この手のシステム・クラッシャーの子どもって、親から十分に愛情を与えられていなかったり虐待などにより慢性的な孤独感を抱えているという背景がある場合が多く、他人の親や周りの大人たちにやたらベタベタ甘える傾向があると個人的には感じている。ちょっと優しくすると急激に距離を詰めてくるというか、周りの人との距離感をうまく保てない。だから優しくしてくれた人がいたとしても次の瞬間には豹変し暴言を吐いてしまう。

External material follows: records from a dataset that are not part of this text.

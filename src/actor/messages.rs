//! Message types for actor communication.

use crate::buffer::Buffer;

/// Key codes for keyboard input.
///
/// The subset of crossterm's `KeyCode` that the stopwatch binds.
#[derive(Debug, Clone, Copy, PartialEq, Eq, Hash)]
pub enum KeyCode {
    /// A printable character.
    Char(char),
    /// Enter/Return key.
    Enter,
    /// Left arrow.
    Left,
    /// Right arrow.
    Right,
    /// Tab key.
    Tab,
    /// Backtab (Shift+Tab).
    BackTab,
    /// Escape key.
    Esc,
}

/// Key modifiers.
#[derive(Debug, Clone, Copy, PartialEq, Eq, Hash, Default)]
pub struct KeyModifiers {
    /// Shift key held.
    pub shift: bool,
    /// Control key held.
    pub control: bool,
    /// Alt/Option key held.
    pub alt: bool,
}

impl KeyModifiers {
    /// No modifiers.
    pub const NONE: Self = Self {
        shift: false,
        control: false,
        alt: false,
    };

    /// Only Control held.
    pub const CONTROL: Self = Self {
        shift: false,
        control: true,
        alt: false,
    };
}

/// Mouse event details.
#[derive(Debug, Clone, Copy, PartialEq, Eq)]
pub struct MouseEvent {
    /// X coordinate (column).
    pub x: u16,
    /// Y coordinate (row).
    pub y: u16,
}

/// Events from the input thread.
#[derive(Debug, Clone, PartialEq, Eq)]
pub enum InputEvent {
    /// A key was pressed.
    Key {
        /// The key code.
        code: KeyCode,
        /// Modifiers held during keypress.
        modifiers: KeyModifiers,
    },

    /// Left mouse button pressed.
    MouseDown(MouseEvent),

    /// Left mouse button released.
    MouseUp(MouseEvent),

    /// Terminal was resized.
    Resize {
        /// New width in columns.
        width: u16,
        /// New height in rows.
        height: u16,
    },

    /// Input thread encountered an error.
    Error(String),

    /// Input thread is shutting down.
    Shutdown,
}

impl InputEvent {
    /// A key press without modifiers.
    pub const fn key(code: KeyCode) -> Self {
        Self::Key { code, modifiers: KeyModifiers::NONE }
    }

    /// A left click at (x, y).
    pub const fn click(x: u16, y: u16) -> Self {
        Self::MouseDown(MouseEvent { x, y })
    }
}

/// Commands sent to the render thread.
#[derive(Debug)]
pub enum RenderCommand {
    /// Repaint the whole screen from this frame.
    FullRedraw(Box<Buffer>),

    /// Diff this frame against the screen.
    Update(Box<Buffer>),

    /// Resize the buffers.
    Resize {
        /// New width.
        width: u16,
        /// New height.
        height: u16,
    },

    /// Shutdown the render thread.
    Shutdown,
}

本作においては、学校同行者の青年に対しパパになってとせがんだ後に、一言「あなたの家族が死ねば、わたしのパパになってくれる?」みたいなことを言った時、最悪の結末を予期し背筋が凍るような感覚を覚えた。本当にドキドキ(悪い意味で!)してしまった。この感覚を映画鑑賞中に覚えたのは『あのこと』以来久しぶりで、そういう意味で本作はとても記憶に残る作品となった。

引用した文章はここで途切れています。